- **Work required**
Produce word for word the lines of the data below running from the one that has "unless asked to" to the one that has "to register SIGTERM", inclusive, and no others.

+---+

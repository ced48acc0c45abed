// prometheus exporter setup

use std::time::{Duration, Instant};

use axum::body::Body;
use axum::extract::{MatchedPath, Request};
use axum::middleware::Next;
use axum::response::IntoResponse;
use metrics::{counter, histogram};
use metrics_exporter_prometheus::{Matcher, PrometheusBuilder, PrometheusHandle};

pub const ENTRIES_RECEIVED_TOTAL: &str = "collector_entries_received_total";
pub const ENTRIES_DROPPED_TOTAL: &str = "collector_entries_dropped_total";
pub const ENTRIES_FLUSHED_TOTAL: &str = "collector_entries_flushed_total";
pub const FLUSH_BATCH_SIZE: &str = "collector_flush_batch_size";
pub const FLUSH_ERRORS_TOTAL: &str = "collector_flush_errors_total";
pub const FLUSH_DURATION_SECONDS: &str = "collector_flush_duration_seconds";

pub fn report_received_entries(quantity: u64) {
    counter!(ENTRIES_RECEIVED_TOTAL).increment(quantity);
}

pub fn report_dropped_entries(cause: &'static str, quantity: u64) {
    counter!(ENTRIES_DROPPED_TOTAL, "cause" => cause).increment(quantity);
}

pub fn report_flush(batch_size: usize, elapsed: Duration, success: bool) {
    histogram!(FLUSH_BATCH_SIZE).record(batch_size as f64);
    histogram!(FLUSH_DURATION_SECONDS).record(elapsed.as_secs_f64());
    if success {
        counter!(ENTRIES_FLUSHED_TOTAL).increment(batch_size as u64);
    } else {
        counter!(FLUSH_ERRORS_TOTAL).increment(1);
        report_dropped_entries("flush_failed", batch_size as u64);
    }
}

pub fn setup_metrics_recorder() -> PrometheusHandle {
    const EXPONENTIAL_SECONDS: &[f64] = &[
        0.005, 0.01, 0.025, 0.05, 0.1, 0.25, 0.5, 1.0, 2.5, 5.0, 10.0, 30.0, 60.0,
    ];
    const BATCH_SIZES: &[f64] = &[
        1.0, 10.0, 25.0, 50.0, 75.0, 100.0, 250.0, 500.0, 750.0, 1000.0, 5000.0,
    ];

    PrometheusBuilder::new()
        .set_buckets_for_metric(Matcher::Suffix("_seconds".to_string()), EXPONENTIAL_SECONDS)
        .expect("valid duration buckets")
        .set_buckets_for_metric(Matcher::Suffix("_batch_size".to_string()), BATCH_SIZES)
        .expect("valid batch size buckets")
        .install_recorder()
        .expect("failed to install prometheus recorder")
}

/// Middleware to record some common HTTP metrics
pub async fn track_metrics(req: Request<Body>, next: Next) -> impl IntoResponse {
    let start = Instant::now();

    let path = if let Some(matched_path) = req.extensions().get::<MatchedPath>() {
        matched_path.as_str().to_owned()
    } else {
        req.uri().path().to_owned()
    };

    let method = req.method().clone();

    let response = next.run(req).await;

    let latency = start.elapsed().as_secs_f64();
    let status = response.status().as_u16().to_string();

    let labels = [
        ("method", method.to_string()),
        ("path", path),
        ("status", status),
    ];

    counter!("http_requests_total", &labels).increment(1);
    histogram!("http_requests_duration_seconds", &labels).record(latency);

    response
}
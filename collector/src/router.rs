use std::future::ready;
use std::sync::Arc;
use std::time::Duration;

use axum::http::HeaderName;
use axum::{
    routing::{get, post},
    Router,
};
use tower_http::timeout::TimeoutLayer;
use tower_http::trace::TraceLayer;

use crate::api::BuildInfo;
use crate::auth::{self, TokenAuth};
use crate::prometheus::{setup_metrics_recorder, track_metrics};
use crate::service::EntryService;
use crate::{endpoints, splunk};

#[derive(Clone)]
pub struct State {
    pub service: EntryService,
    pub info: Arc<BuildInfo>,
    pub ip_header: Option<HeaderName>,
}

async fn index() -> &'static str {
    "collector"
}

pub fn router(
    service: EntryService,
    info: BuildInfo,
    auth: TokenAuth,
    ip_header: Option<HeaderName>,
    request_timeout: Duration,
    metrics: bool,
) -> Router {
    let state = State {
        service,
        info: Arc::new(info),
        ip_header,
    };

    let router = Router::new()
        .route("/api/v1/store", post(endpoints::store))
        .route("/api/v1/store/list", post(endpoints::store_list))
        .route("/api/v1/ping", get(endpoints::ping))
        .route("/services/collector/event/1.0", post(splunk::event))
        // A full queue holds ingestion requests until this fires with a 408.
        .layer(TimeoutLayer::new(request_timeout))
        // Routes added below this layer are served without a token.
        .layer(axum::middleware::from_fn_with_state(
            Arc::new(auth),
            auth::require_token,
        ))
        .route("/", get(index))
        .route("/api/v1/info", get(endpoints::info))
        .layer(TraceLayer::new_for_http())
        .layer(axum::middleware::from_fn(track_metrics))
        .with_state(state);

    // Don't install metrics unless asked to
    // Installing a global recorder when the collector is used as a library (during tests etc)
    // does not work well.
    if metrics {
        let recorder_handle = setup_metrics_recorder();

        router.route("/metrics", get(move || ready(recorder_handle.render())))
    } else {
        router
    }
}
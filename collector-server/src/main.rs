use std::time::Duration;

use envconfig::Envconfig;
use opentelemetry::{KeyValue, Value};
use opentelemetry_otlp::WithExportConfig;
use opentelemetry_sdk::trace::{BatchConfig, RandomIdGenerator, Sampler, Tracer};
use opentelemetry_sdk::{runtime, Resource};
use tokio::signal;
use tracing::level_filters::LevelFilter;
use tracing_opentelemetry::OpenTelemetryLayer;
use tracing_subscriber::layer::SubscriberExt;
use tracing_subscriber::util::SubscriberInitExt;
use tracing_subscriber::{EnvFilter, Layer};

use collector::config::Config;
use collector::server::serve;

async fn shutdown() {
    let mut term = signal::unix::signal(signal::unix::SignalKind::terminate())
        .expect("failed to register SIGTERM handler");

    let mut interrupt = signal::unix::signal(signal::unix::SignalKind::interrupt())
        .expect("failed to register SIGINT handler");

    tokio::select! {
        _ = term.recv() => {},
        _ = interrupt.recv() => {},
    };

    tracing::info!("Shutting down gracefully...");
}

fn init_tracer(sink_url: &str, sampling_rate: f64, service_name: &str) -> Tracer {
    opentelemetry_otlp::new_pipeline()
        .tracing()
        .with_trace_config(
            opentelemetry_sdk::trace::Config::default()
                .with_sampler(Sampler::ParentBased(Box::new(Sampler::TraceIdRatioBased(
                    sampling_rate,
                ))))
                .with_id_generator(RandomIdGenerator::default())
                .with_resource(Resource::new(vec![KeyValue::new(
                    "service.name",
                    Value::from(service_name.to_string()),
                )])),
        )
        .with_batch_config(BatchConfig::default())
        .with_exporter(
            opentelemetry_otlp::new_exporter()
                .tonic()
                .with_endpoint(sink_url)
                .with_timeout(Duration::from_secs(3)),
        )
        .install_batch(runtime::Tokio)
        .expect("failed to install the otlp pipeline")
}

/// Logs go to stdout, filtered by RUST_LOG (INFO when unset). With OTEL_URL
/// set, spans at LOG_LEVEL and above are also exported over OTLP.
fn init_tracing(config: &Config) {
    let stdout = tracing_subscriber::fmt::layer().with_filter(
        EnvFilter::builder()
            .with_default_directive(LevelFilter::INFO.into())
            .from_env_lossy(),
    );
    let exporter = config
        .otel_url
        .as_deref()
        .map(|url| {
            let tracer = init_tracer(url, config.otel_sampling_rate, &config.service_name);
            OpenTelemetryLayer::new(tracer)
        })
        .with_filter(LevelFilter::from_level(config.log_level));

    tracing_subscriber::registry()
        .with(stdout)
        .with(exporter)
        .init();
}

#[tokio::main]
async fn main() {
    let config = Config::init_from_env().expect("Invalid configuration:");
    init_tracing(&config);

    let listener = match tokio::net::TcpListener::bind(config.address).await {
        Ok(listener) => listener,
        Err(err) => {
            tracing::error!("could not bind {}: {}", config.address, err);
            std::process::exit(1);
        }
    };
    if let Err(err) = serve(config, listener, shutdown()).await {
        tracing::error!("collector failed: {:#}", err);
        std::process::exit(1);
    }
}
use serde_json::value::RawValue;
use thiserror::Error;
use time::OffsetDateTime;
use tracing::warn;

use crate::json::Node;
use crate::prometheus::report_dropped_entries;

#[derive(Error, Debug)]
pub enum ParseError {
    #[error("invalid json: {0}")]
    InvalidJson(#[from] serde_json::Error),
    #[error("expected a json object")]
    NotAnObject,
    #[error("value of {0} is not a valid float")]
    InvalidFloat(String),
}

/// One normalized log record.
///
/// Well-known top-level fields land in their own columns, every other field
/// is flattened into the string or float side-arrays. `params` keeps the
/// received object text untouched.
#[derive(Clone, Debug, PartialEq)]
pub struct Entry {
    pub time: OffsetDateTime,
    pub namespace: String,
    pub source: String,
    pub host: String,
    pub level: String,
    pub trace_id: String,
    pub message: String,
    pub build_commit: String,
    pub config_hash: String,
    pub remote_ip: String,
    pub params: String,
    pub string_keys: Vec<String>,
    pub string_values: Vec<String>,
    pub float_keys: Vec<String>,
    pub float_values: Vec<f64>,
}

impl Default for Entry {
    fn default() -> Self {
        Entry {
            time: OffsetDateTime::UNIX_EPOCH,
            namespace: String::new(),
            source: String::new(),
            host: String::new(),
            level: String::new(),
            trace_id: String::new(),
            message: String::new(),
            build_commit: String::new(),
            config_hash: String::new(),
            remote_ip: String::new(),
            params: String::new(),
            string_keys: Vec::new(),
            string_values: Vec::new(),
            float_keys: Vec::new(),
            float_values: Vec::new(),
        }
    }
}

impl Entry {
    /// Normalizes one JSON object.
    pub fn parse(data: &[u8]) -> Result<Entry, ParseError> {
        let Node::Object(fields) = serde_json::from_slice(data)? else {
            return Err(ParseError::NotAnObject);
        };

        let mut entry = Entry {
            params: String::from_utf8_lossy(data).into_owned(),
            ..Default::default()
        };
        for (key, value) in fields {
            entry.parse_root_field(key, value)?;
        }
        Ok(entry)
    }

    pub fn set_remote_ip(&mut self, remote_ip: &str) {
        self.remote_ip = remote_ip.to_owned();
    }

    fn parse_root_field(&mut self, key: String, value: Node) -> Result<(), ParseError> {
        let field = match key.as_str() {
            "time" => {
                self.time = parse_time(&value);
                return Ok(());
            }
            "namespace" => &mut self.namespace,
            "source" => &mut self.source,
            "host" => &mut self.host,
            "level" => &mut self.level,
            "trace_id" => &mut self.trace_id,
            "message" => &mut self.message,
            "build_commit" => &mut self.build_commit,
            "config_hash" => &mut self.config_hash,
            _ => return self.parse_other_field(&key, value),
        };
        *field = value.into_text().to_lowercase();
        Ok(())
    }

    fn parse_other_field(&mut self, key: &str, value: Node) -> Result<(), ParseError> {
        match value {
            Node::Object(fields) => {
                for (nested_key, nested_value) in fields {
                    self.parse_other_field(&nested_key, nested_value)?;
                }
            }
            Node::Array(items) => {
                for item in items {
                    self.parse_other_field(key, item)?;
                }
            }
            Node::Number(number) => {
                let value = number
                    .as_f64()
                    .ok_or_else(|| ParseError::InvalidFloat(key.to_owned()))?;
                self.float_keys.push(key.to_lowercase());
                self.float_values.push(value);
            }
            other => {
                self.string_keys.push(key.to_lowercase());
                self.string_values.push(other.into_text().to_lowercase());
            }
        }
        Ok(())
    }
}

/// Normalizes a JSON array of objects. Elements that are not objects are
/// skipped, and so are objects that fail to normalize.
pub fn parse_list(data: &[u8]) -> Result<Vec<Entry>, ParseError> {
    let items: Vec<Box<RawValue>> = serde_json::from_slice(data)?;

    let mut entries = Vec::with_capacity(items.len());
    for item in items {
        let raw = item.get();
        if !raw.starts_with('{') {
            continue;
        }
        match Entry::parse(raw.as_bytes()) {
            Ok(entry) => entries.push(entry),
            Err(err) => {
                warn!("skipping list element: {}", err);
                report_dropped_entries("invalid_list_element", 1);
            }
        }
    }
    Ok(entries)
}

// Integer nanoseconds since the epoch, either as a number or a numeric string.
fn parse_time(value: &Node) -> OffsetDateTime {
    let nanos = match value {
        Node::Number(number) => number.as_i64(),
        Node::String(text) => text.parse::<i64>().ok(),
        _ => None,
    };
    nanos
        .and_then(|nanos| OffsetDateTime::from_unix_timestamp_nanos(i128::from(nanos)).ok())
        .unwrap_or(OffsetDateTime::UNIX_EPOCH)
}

+---+

- **Solution for this task**
    // Don't install metrics unless asked to
    // Installing a global recorder when the collector is used as a library (during tests etc)
    // does not work well.
    if metrics {
        let recorder_handle = setup_metrics_recorder();

        router.route("/metrics", get(move || ready(recorder_handle.render())))
    } else {
        router
    }
}
filename collector-server/src/main.rs
use std::time::Duration;

use envconfig::Envconfig;
use opentelemetry::{KeyValue, Value};
use opentelemetry_otlp::WithExportConfig;
use opentelemetry_sdk::trace::{BatchConfig, RandomIdGenerator, Sampler, Tracer};
use opentelemetry_sdk::{runtime, Resource};
use tokio::signal;
use tracing::level_filters::LevelFilter;
use tracing_opentelemetry::OpenTelemetryLayer;
use tracing_subscriber::layer::SubscriberExt;
use tracing_subscriber::util::SubscriberInitExt;
use tracing_subscriber::{EnvFilter, Layer};

use collector::config::Config;
use collector::server::serve;

async fn shutdown() {
    let mut term = signal::unix::signal(signal::unix::SignalKind::terminate())
        .expect("failed to register SIGTERM handler");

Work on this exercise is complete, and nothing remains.